Paralisia, mudez completa, são alguns dos sofrimentos com que a pequena Mariamar defronta-se. É um jeito de amurar-se a si mesma; sem andar ou sem falar, ela deixa de realizar atos que pouco importavam a alguém. Debaixo de sua imobilidade, há lembranças de um avô amoroso e de uma guerra sangrenta, onde os africanos foram as presas.

“Aconteceu o mesmo no tempo colonial. Os leões fazem-me lembrar os soldados do exército português. Esses portugueses tanto foram imaginados por nós que se tornaram poderosos. Os portugueses não tinham força para nos vencer. Por isso,fizeram com que as suas vítimas se matassem a si mesmas. E nós, pretos, aprendemos a nos odiar a nós mesmos.” (p.120)

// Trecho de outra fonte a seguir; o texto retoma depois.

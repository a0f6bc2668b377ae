use chrono::{DateTime, Utc};
use rusqlite::{OptionalExtension, Row, params};
use uuid::Uuid;

use corkboard_types::events::{CreateSticker, UpdateSticker};
use corkboard_types::models::{BoardId, Sticker};

use crate::models::{StickerRow, format_timestamp};
use crate::{Database, Result, StoreError};

const STICKER_COLUMNS: &str =
    "id, board_id, author_id, x, y, text, color, z_index, created_at, updated_at";

impl Database {
    /// All stickers of a board, bottom of the stack first.
    pub fn list_stickers(&self, board_id: BoardId) -> Result<Vec<Sticker>> {
        self.with_conn(|conn| {
            let mut stmt = conn.prepare(&format!(
                "SELECT {STICKER_COLUMNS} FROM stickers
                 WHERE board_id = ?1
                 ORDER BY z_index ASC, created_at ASC"
            ))?;

            let rows = stmt
                .query_map([board_id], map_row)?
                .collect::<std::result::Result<Vec<_>, _>>()?;

            rows.into_iter().map(StickerRow::into_sticker).collect()
        })
    }

    pub fn get_sticker(&self, id: Uuid) -> Result<Option<Sticker>> {
        let row = self.with_conn(|conn| {
            Ok(conn
                .query_row(
                    &format!("SELECT {STICKER_COLUMNS} FROM stickers WHERE id = ?1"),
                    [id.to_string()],
                    map_row,
                )
                .optional()?)
        })?;

        row.map(StickerRow::into_sticker).transpose()
    }

    pub fn create_sticker(&self, dto: &CreateSticker, now: DateTime<Utc>) -> Result<Sticker> {
        let id = Uuid::new_v4();
        let ts = format_timestamp(now);

        let row = self.with_conn(|conn| {
            Ok(conn.query_row(
                &format!(
                    "INSERT INTO stickers
                        (id, board_id, author_id, x, y, text, color, z_index, created_at, updated_at)
                     VALUES (?1, ?2, ?3, ?4, ?5, ?6, ?7, ?8, ?9, ?9)
                     RETURNING {STICKER_COLUMNS}"
                ),
                params![
                    id.to_string(),
                    dto.board_id,
                    dto.author_id,
                    dto.x,
                    dto.y,
                    dto.text,
                    dto.color.unwrap_or(0),
                    dto.z_index.unwrap_or(0),
                    ts,
                ],
                map_row,
            )?)
        })?;

        row.into_sticker()
    }

    /// Partial update: unset fields keep their stored value.
    ///
    /// The lookup and the write take the lock separately, so two concurrent
    /// updates of one sticker race and the last write wins.
    pub fn update_sticker(&self, dto: &UpdateSticker, now: DateTime<Utc>) -> Result<Sticker> {
        let existing = self.get_sticker(dto.id)?.ok_or_else(|| StoreError::NotFound {
            id: dto.id.to_string(),
        })?;

        let row = self.with_conn(|conn| {
            Ok(conn
                .query_row(
                    &format!(
                        "UPDATE stickers
                         SET x = ?2, y = ?3, text = ?4, color = ?5, z_index = ?6, updated_at = ?7
                         WHERE id = ?1
                         RETURNING {STICKER_COLUMNS}"
                    ),
                    params![
                        dto.id.to_string(),
                        dto.x.unwrap_or(existing.x),
                        dto.y.unwrap_or(existing.y),
                        dto.text.as_deref().unwrap_or(&existing.text),
                        dto.color.unwrap_or(existing.color),
                        dto.z_index.unwrap_or(existing.z_index),
                        format_timestamp(now),
                    ],
                    map_row,
                )
                .optional()?)
        })?;

        // Deleted between the lookup and the write
        row.ok_or_else(|| StoreError::NotFound {
            id: dto.id.to_string(),
        })?
        .into_sticker()
    }

    /// Returns the id of the removed sticker.
    pub fn delete_sticker(&self, id: Uuid) -> Result<Uuid> {
        let deleted: Option<String> = self.with_conn(|conn| {
            Ok(conn
                .query_row(
                    "DELETE FROM stickers WHERE id = ?1 RETURNING id",
                    [id.to_string()],
                    |row| row.get(0),
                )
                .optional()?)
        })?;

        match deleted {
            Some(_) => Ok(id),
            None => Err(StoreError::NotFound { id: id.to_string() }),
        }
    }
}

fn map_row(row: &Row<'_>) -> rusqlite::Result<StickerRow> {
    Ok(StickerRow {
        id: row.get(0)?,
        board_id: row.get(1)?,
        author_id: row.get(2)?,
        x: row.get(3)?,
        y: row.get(4)?,
        text: row.get(5)?,
        color: row.get(6)?,
        z_index: row.get(7)?,
        created_at: row.get(8)?,
        updated_at: row.get(9)?,
    })
}

#[cfg(test)]
mod tests {
    use super::*;
    use chrono::TimeZone;

    fn t(secs: u32) -> DateTime<Utc> {
        Utc.with_ymd_and_hms(2024, 5, 1, 12, 0, secs).unwrap()
    }

    fn new_sticker(board_id: BoardId, text: &str, z_index: Option<i64>) -> CreateSticker {
        CreateSticker {
            board_id,
            author_id: 1,
            x: 10,
            y: 20,
            text: text.to_string(),
            color: None,
            z_index,
        }
    }

    #[test]
    fn create_applies_defaults() {
        let db = Database::open_in_memory().unwrap();
        let sticker = db.create_sticker(&new_sticker(3, "hello", None), t(0)).unwrap();

        assert_eq!(sticker.board_id, 3);
        assert_eq!(sticker.color, 0);
        assert_eq!(sticker.z_index, 0);
        assert_eq!(sticker.created_at, t(0));
        assert_eq!(sticker.updated_at, t(0));
        assert_eq!(db.get_sticker(sticker.id).unwrap(), Some(sticker));
    }

    #[test]
    fn list_orders_by_z_index_then_created_at() {
        let db = Database::open_in_memory().unwrap();
        let top = db.create_sticker(&new_sticker(1, "top", Some(5)), t(0)).unwrap();
        let late = db.create_sticker(&new_sticker(1, "late", Some(1)), t(9)).unwrap();
        let early = db.create_sticker(&new_sticker(1, "early", Some(1)), t(2)).unwrap();
        let bottom = db.create_sticker(&new_sticker(1, "bottom", Some(-2)), t(5)).unwrap();
        db.create_sticker(&new_sticker(2, "other board", Some(0)), t(1)).unwrap();

        let ids: Vec<Uuid> = db.list_stickers(1).unwrap().iter().map(|s| s.id).collect();
        assert_eq!(ids, vec![bottom.id, early.id, late.id, top.id]);
    }

    #[test]
    fn list_of_unknown_board_is_empty() {
        let db = Database::open_in_memory().unwrap();
        assert!(db.list_stickers(404).unwrap().is_empty());
    }

    #[test]
    fn update_changes_only_supplied_fields() {
        let db = Database::open_in_memory().unwrap();
        let original = db.create_sticker(&new_sticker(1, "keep", Some(3)), t(0)).unwrap();

        let patch = UpdateSticker {
            id: original.id,
            x: Some(99),
            ..Default::default()
        };
        let updated = db.update_sticker(&patch, t(30)).unwrap();

        assert_eq!(updated.x, 99);
        assert_eq!(updated.y, original.y);
        assert_eq!(updated.text, original.text);
        assert_eq!(updated.color, original.color);
        assert_eq!(updated.z_index, original.z_index);
        assert_eq!(updated.board_id, original.board_id);
        assert_eq!(updated.created_at, original.created_at);
        assert_eq!(updated.updated_at, t(30));
    }

    #[test]
    fn update_missing_sticker_is_not_found() {
        let db = Database::open_in_memory().unwrap();
        let patch = UpdateSticker {
            id: Uuid::new_v4(),
            text: Some("ghost".into()),
            ..Default::default()
        };
        assert!(matches!(
            db.update_sticker(&patch, t(0)),
            Err(StoreError::NotFound { .. })
        ));
    }

    #[test]
    fn delete_twice_reports_not_found() {
        let db = Database::open_in_memory().unwrap();
        let sticker = db.create_sticker(&new_sticker(1, "bye", None), t(0)).unwrap();

        assert_eq!(db.delete_sticker(sticker.id).unwrap(), sticker.id);
        assert!(db.get_sticker(sticker.id).unwrap().is_none());
        assert!(matches!(
            db.delete_sticker(sticker.id),
            Err(StoreError::NotFound { .. })
        ));
    }
}
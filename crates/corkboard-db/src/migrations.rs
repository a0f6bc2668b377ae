use rusqlite::Connection;
use tracing::info;

use crate::Result;

pub fn run(conn: &Connection) -> Result<()> {
    conn.execute_batch("CREATE TABLE IF NOT EXISTS schema_version (version INTEGER NOT NULL);")?;

    let version: i64 = conn.query_row(
        "SELECT COALESCE(MAX(version), 0) FROM schema_version",
        [],
        |r| r.get(0),
    )?;

    if version < 1 {
        info!("Running migration v1 (stickers)");
        conn.execute_batch(
            "
            CREATE TABLE stickers (
                id          TEXT PRIMARY KEY,
                board_id    INTEGER NOT NULL,
                author_id   INTEGER NOT NULL,
                x           INTEGER NOT NULL DEFAULT 0,
                y           INTEGER NOT NULL DEFAULT 0,
                text        TEXT NOT NULL DEFAULT '',
                color       INTEGER NOT NULL DEFAULT 0,
                z_index     INTEGER NOT NULL DEFAULT 0,
                created_at  TEXT NOT NULL,
                updated_at  TEXT NOT NULL
            );

            CREATE INDEX stickers_board_id_idx ON stickers(board_id);
            CREATE INDEX stickers_author_id_idx ON stickers(author_id);

            INSERT INTO schema_version (version) VALUES (1);
            ",
        )?;
    }

    info!("Database migrations complete");
    Ok(())
}
use std::collections::{HashMap, HashSet};
use std::sync::Arc;

use tokio::sync::{RwLock, mpsc};
use tracing::{debug, info};
use uuid::Uuid;

use corkboard_types::events::ServerEvent;
use corkboard_types::models::BoardId;

/// Identifies one live WebSocket connection.
pub type ConnId = Uuid;

/// Room name for a board, as it appears in logs.
pub fn room_name(board_id: BoardId) -> String {
    format!("board:{}", board_id)
}

/// A registered connection: its outbound queue and the boards it joined.
struct Member {
    tx: mpsc::UnboundedSender<ServerEvent>,
    boards: HashSet<BoardId>,
}

/// Tracks connected clients and their board rooms, and fans events out.
#[derive(Clone)]
pub struct Dispatcher {
    inner: Arc<DispatcherInner>,
}

struct DispatcherInner {
    /// conn_id -> member. Room membership lives on the member itself;
    /// a broadcast walks every member whose board set contains the room.
    members: RwLock<HashMap<ConnId, Member>>,
}

impl Default for Dispatcher {
    fn default() -> Self {
        Self::new()
    }
}

impl Dispatcher {
    pub fn new() -> Self {
        Self {
            inner: Arc::new(DispatcherInner {
                members: RwLock::new(HashMap::new()),
            }),
        }
    }

    /// Register a new connection in the Unjoined state. Returns (conn_id, receiver).
    pub async fn register(&self) -> (ConnId, mpsc::UnboundedReceiver<ServerEvent>) {
        let conn_id = Uuid::new_v4();
        let (tx, rx) = mpsc::unbounded_channel();
        self.inner.members.write().await.insert(
            conn_id,
            Member {
                tx,
                boards: HashSet::new(),
            },
        );
        (conn_id, rx)
    }

    /// Drop a connection and every room membership it held.
    pub async fn unregister(&self, conn_id: ConnId) {
        if let Some(member) = self.inner.members.write().await.remove(&conn_id) {
            debug!(
                "Connection {} left {} board room(s)",
                conn_id,
                member.boards.len()
            );
        }
    }

    /// Add a connection to a board room. Returns false if the connection is
    /// unknown (already disconnected).
    pub async fn join(&self, conn_id: ConnId, board_id: BoardId) -> bool {
        let mut members = self.inner.members.write().await;
        match members.get_mut(&conn_id) {
            Some(member) => {
                if member.boards.insert(board_id) {
                    info!("Connection {} joined {}", conn_id, room_name(board_id));
                }
                true
            }
            None => false,
        }
    }

    pub async fn is_member(&self, conn_id: ConnId, board_id: BoardId) -> bool {
        self.inner
            .members
            .read()
            .await
            .get(&conn_id)
            .is_some_and(|m| m.boards.contains(&board_id))
    }

    /// Boards a connection has joined, sorted.
    #[cfg(test)]
    pub(crate) async fn boards_of(&self, conn_id: ConnId) -> Vec<BoardId> {
        let members = self.inner.members.read().await;
        let mut boards: Vec<BoardId> = members
            .get(&conn_id)
            .map(|m| m.boards.iter().copied().collect())
            .unwrap_or_default();
        boards.sort_unstable();
        boards
    }

    /// Number of live connections in a board room.
    #[cfg(test)]
    pub(crate) async fn room_size(&self, board_id: BoardId) -> usize {
        self.inner
            .members
            .read()
            .await
            .values()
            .filter(|m| m.boards.contains(&board_id))
            .count()
    }

    /// Send an event to a single connection.
    pub async fn send_to(&self, conn_id: ConnId, event: ServerEvent) {
        let members = self.inner.members.read().await;
        if let Some(member) = members.get(&conn_id) {
            let _ = member.tx.send(event);
        }
    }

    /// Send an event to every member of a board room. Returns the number
    /// of connections it was queued for.
    pub async fn broadcast(&self, board_id: BoardId, event: ServerEvent) -> usize {
        let members = self.inner.members.read().await;
        let mut delivered = 0;
        for member in members.values().filter(|m| m.boards.contains(&board_id)) {
            if member.tx.send(event.clone()).is_ok() {
                delivered += 1;
            }
        }
        debug!("Broadcast to {} reached {} connection(s)", room_name(board_id), delivered);
        delivered
    }
}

Esse é um livro sobre morte-em-vida, vida Severina, mas também sobre um encarceramento sem paredes, o de ser-Colônia e não se governar. Os majestosos leões vão ficando à mercê dos homens, e os homens, presa dos outros homens, ficando as mulheres na última ponta da cadeia alimentar, onde viram comida – literal e metaforicamente – recebendo na cabeça e no corpo uma dominação multiplicada. Seus mortos nunca foram realmente enterrados. Sua revolta não tem espaço para crescer, pois se acostumou ao silêncio e à força: se não dão, lhes tomam. Mas os livros são aventura certa para além desse mundo restrito onde a tarefa vital é abrir as pernas e fechar os olhos, ou apenas levar água no balde, do poço à casa:

“Kulumani e eu estávamos enfermos. E quando, há dezasseis anos, me encantei pelo caçador, essa paixão não era mais que uma súplica. Eu apenas pedia socorro, em silêncio rogava que ele me salvasse dessa doença. Como antes a escrita me tinha salvado da loucura. Os livros entregavam-me vozes como se fossem sombras em pleno deserto.” (p.95)

Tal como nós e os moçambicanos, Mariamar mostra que silêncio e loucura não são estranhos, mas parentes próximos. É por isso que vou colocando Mia Couto na minha prateleira de autores queridos, destes que são curativo para a alma, e instrumento para a luta.